Symmetry and other geometric constraints of surface networks in nature and science

Abstract

Three basic equations for topological constraints upon inhomogeneous surface networks of solids are derived from the Euler equation and other identities which lead to some insight into the essential issues of this area. In particular, a symmetry between vertices and polygons of a general surface network is shown to exist, and variations in a surface network can simply be described as a kind of reciprocal exchange between vertices and polygons. The number of three-ordered or threefold vertices, as well as many-edged polygons and many-ordered vertices, is controlled by the ratio of the number of three-edged and/or four-edged polygons to the total number of polygons.

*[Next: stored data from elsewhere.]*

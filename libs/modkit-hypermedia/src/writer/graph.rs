//! Depth-first writer for one resource and the relations reachable from it.

use std::sync::Arc;

use serde_json::Value;
use url::Url;

use super::WriteContext;
use crate::error::HypermediaError;
use crate::mapper::{Document, MessageMapper};
use crate::model::{EmbeddedPath, Instance, SingleModel};
use crate::resource::{FieldKind, RelatedModel, ResourceType};

/// Key reported when the identifier accessor fails.
const IDENTIFIER_KEY: &str = "identifier";

/// A related instance together with its type and URL.
struct Related<'r> {
    instance: Arc<Instance>,
    resource_type: &'r Arc<ResourceType>,
    url: Url,
}

/// Walks a [`SingleModel`] and feeds a [`MessageMapper`].
///
/// For every resource it reports, in order: the selected fields and field links,
/// the static links, the type names, the self URL, the embedded relations (each
/// followed by the nested resource when it is inlined), the linked relations and
/// the filtered collections.
pub struct GraphWriter<'a> {
    mapper: &'a dyn MessageMapper,
    ctx: &'a WriteContext<'a>,
}

impl<'a> GraphWriter<'a> {
    #[must_use]
    pub fn new(mapper: &'a dyn MessageMapper, ctx: &'a WriteContext<'a>) -> Self {
        Self { mapper, ctx }
    }

    /// Write `model` into a fresh document.
    ///
    /// # Errors
    /// - `UnregisteredType` if the model's type or a relation target is unknown
    /// - `UnresolvableUri` if the root resource has no valid URL
    /// - `MissingFilterProvider` if a collection relation names an unknown filter
    /// - `Accessor` if any accessor fails; nothing of the document survives
    pub fn write(&self, model: &SingleModel) -> Result<Document, HypermediaError> {
        let resource_type = self.ctx.snapshot.resource_type(model.resource_type())?;
        let self_url = self
            .ctx
            .resolver
            .resolve_item_url(self.ctx.request, resource_type, model.instance())
            .map_err(|e| HypermediaError::accessor(resource_type.id().as_str(), IDENTIFIER_KEY, e))?
            .ok_or_else(|| HypermediaError::UnresolvableUri {
                resource_type: resource_type.id().to_string(),
                reason: "no collection name or the item URL is not valid".to_owned(),
            })?;

        let mut doc = Document::new();
        self.write_resource(&mut doc, model, resource_type, &EmbeddedPath::root(), &self_url)?;
        Ok(doc)
    }

    fn write_resource(
        &self,
        doc: &mut Document,
        model: &SingleModel,
        resource_type: &ResourceType,
        path: &EmbeddedPath,
        self_url: &Url,
    ) -> Result<(), HypermediaError> {
        tracing::trace!(resource_type = %resource_type.id(), path = %path, "Writing resource");
        let instance = model.instance();

        self.mapper.on_start(doc, path, model);
        self.write_fields(doc, resource_type, instance, path)?;
        self.write_links(doc, resource_type, path);
        self.mapper.map_types(doc, path, resource_type.types());
        self.mapper.map_self_url(doc, path, self_url);
        self.write_embedded(doc, resource_type, instance, path)?;
        self.write_linked(doc, resource_type, instance, path)?;
        self.write_collections(doc, resource_type, instance, path)?;
        self.mapper.on_finish(doc, path, model);
        Ok(())
    }

    fn write_fields(
        &self,
        doc: &mut Document,
        resource_type: &ResourceType,
        instance: &Instance,
        path: &EmbeddedPath,
    ) -> Result<(), HypermediaError> {
        let type_names = resource_type.types();
        let mut identifier: Option<String> = None;

        for field in resource_type.field_functions() {
            if !self.ctx.policy.field_allowed(type_names, field.key()) {
                continue;
            }
            let fail = |e| HypermediaError::accessor(resource_type.id().as_str(), field.key(), e);

            match field.kind() {
                FieldKind::Binary => {
                    if identifier.is_none() {
                        identifier = Some(resource_type.identifier(instance).map_err(|e| {
                            HypermediaError::accessor(resource_type.id().as_str(), IDENTIFIER_KEY, e)
                        })?);
                    }
                    let id = identifier.as_deref().unwrap_or_default();
                    if let Some(url) = self.ctx.resolver.resolve_binary_url(
                        self.ctx.request,
                        resource_type,
                        id,
                        field.key(),
                    ) {
                        self.mapper.map_field(doc, path, field.key(), &Value::String(url.into()));
                    }
                }
                FieldKind::Link => {
                    if let Some(Value::String(url)) =
                        field.value(instance, self.ctx.request.languages()).map_err(fail)?
                    {
                        self.mapper.map_link(doc, path, field.key(), &url);
                    }
                }
                FieldKind::Scalar | FieldKind::List | FieldKind::Localized => {
                    match field.value(instance, self.ctx.request.languages()).map_err(fail)? {
                        None | Some(Value::Null) => {}
                        Some(value) => self.mapper.map_field(doc, path, field.key(), &value),
                    }
                }
            }
        }
        Ok(())
    }

    fn write_links(&self, doc: &mut Document, resource_type: &ResourceType, path: &EmbeddedPath) {
        for (key, url) in resource_type.links() {
            if self.ctx.policy.field_allowed(resource_type.types(), key) {
                self.mapper.map_link(doc, path, key, url);
            }
        }
    }

    /// Fetch a related instance and resolve its URL.
    ///
    /// `None` when the relation is absent or its target has no valid URL.
    fn resolve_related(
        &self,
        owner: &ResourceType,
        instance: &Instance,
        relation: &RelatedModel,
    ) -> Result<Option<Related<'a>>, HypermediaError> {
        let target = self.ctx.snapshot.resource_type(relation.target())?;
        let Some(related) = relation
            .fetch(instance)
            .map_err(|e| HypermediaError::accessor(owner.id().as_str(), relation.key(), e))?
        else {
            return Ok(None);
        };
        let url = self
            .ctx
            .resolver
            .resolve_item_url(self.ctx.request, target, related.as_ref())
            .map_err(|e| HypermediaError::accessor(target.id().as_str(), IDENTIFIER_KEY, e))?;
        match url {
            Some(url) => Ok(Some(Related {
                instance: related,
                resource_type: target,
                url,
            })),
            None => {
                tracing::debug!(
                    resource_type = %owner.id(),
                    relation = relation.key(),
                    target = %target.id(),
                    "Omitting relation without a resolvable URL"
                );
                Ok(None)
            }
        }
    }

    fn write_embedded(
        &self,
        doc: &mut Document,
        resource_type: &ResourceType,
        instance: &Instance,
        path: &EmbeddedPath,
    ) -> Result<(), HypermediaError> {
        for relation in resource_type.embedded_related_models() {
            let Some(related) = self.resolve_related(resource_type, instance, relation)? else {
                continue;
            };
            let child = path.child(relation.key());

            if self.should_inline(&child) {
                self.mapper
                    .map_embedded_resource_url(doc, &child, &related.url);
                let model =
                    SingleModel::from_arc(related.instance, related.resource_type.id().clone());
                self.write_resource(doc, &model, related.resource_type, &child, &related.url)?;
            } else {
                self.mapper.map_linked_resource_url(doc, &child, &related.url);
            }
        }
        Ok(())
    }

    fn should_inline(&self, child: &EmbeddedPath) -> bool {
        if !self.ctx.policy.embed_allowed(&child.dot_path()) {
            return false;
        }
        if child.len() > self.ctx.max_embed_depth {
            tracing::warn!(
                path = %child,
                max_embed_depth = self.ctx.max_embed_depth,
                "Embedding depth exceeded, writing relation as a link"
            );
            return false;
        }
        true
    }

    fn write_linked(
        &self,
        doc: &mut Document,
        resource_type: &ResourceType,
        instance: &Instance,
        path: &EmbeddedPath,
    ) -> Result<(), HypermediaError> {
        for relation in resource_type.linked_related_models() {
            if let Some(related) = self.resolve_related(resource_type, instance, relation)? {
                self.mapper
                    .map_linked_resource_url(doc, &path.child(relation.key()), &related.url);
            }
        }
        Ok(())
    }

    fn write_collections(
        &self,
        doc: &mut Document,
        resource_type: &ResourceType,
        instance: &Instance,
        path: &EmbeddedPath,
    ) -> Result<(), HypermediaError> {
        for collection in resource_type.related_collections() {
            if !self
                .ctx
                .policy
                .field_allowed(resource_type.types(), collection.key())
            {
                continue;
            }
            let target = self.ctx.snapshot.resource_type(collection.target())?;
            let provider = self
                .ctx
                .snapshot
                .filter_provider(collection.filter_name())
                .ok_or_else(|| HypermediaError::MissingFilterProvider {
                    resource_type: resource_type.id().to_string(),
                    key: collection.key().to_owned(),
                    filter: collection.filter_name().to_owned(),
                })?;
            let fail = |e| HypermediaError::accessor(resource_type.id().as_str(), collection.key(), e);

            let filter = collection.filter_value(instance).map_err(fail)?;
            let url = self
                .ctx
                .resolver
                .resolve_filtered_collection_url(self.ctx.request, target, provider.as_ref(), &filter)
                .map_err(fail)?;
            match url {
                Some(url) => {
                    self.mapper
                        .map_linked_resource_url(doc, &path.child(collection.key()), &url);
                }
                None => tracing::debug!(
                    resource_type = %resource_type.id(),
                    collection = collection.key(),
                    "Omitting collection without a resolvable URL"
                ),
            }
        }
        Ok(())
    }
}
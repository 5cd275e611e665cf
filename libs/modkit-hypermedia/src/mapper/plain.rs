//! Plain JSON (`application/json`).
//!
//! Fields and links are properties, `self` holds the resource URL, linked
//! relations are URL strings and embedded relations nested objects.

use serde_json::{Value, json};
use url::Url;

use super::{Document, MessageMapper, PageMessageMapper};
use crate::model::{EmbeddedPath, Page};

pub const APPLICATION_JSON: &str = "application/json";

#[derive(Debug, Clone, Copy, Default)]
pub struct PlainJsonMapper;

impl MessageMapper for PlainJsonMapper {
    fn media_type(&self) -> &str {
        APPLICATION_JSON
    }

    fn map_field(&self, doc: &mut Document, path: &EmbeddedPath, key: &str, value: &Value) {
        doc.insert_at(path.segments(), key, value.clone());
    }

    fn map_link(&self, doc: &mut Document, path: &EmbeddedPath, key: &str, url: &str) {
        doc.insert_at(path.segments(), key, Value::String(url.to_owned()));
    }

    fn map_self_url(&self, doc: &mut Document, path: &EmbeddedPath, url: &Url) {
        doc.insert_at(path.segments(), "self", Value::String(url.to_string()));
    }

    fn map_embedded_resource_url(&self, doc: &mut Document, path: &EmbeddedPath, url: &Url) {
        if let Some(key) = path.key() {
            doc.insert_at(path.parent().segments(), key, json!({ "self": url.as_str() }));
        }
    }

    fn map_linked_resource_url(&self, doc: &mut Document, path: &EmbeddedPath, url: &Url) {
        if let Some(key) = path.key() {
            doc.insert_at(path.parent().segments(), key, Value::String(url.to_string()));
        }
    }
}

/// `{"items": [...], "total": n, "count": n, "collection": url, "pages": {...}}`
#[derive(Debug, Clone, Copy, Default)]
pub struct PlainJsonPageMapper {
    item: PlainJsonMapper,
}

impl PlainJsonPageMapper {
    fn page_link(doc: &mut Document, key: &str, url: &Url) {
        doc.insert_at(&["pages"], key, Value::String(url.to_string()));
    }
}

impl PageMessageMapper for PlainJsonPageMapper {
    fn media_type(&self) -> &str {
        APPLICATION_JSON
    }

    fn item_mapper(&self) -> &dyn MessageMapper {
        &self.item
    }

    fn on_start(&self, doc: &mut Document, _page: &Page) {
        doc.insert_at::<&str>(&[], "items", json!([]));
    }

    fn map_item(&self, doc: &mut Document, _page: &Page, item: Document) {
        doc.push_at::<&str>(&[], "items", item.into_value());
    }

    fn map_total_count(&self, doc: &mut Document, total_count: u64) {
        doc.insert_at::<&str>(&[], "total", json!(total_count));
    }

    fn map_item_count(&self, doc: &mut Document, count: usize) {
        doc.insert_at::<&str>(&[], "count", json!(count));
    }

    fn map_collection_url(&self, doc: &mut Document, url: &Url) {
        doc.insert_at::<&str>(&[], "collection", Value::String(url.to_string()));
    }

    fn map_current_page_url(&self, doc: &mut Document, url: &Url) {
        Self::page_link(doc, "current", url);
    }

    fn map_first_page_url(&self, doc: &mut Document, url: &Url) {
        Self::page_link(doc, "first", url);
    }

    fn map_previous_page_url(&self, doc: &mut Document, url: &Url) {
        Self::page_link(doc, "prev", url);
    }

    fn map_next_page_url(&self, doc: &mut Document, url: &Url) {
        Self::page_link(doc, "next", url);
    }

    fn map_last_page_url(&self, doc: &mut Document, url: &Url) {
        Self::page_link(doc, "last", url);
    }
}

When the minimum-edged polygon has five edges, the number of three-ordered vertices is automatically greater than two-thirds of the total number of vertices. The dominant occupation of three-ordered vertices can still retain under certain conditions after appearance of three-edged and/or four-edged polygons. The critical distribution of polygons for the maintenance of this kind of domination is determined. The gap between the critical distribution and natural or artificial surface networks allows the geometric structure of a network to be changed greatly without loss of the domination. This finding establishes a quantitative basis for the description of granular and biological materials in terms of microstructures. It will also be seen that classical models correspond to a very special case of constraints. Theoretical results are in agreement with experimental data for networks that arise in surfaces, such as fracture, biological cells, metallurgical grains, bubbles, leaf-vein networks and the coat pattern of a giraffe.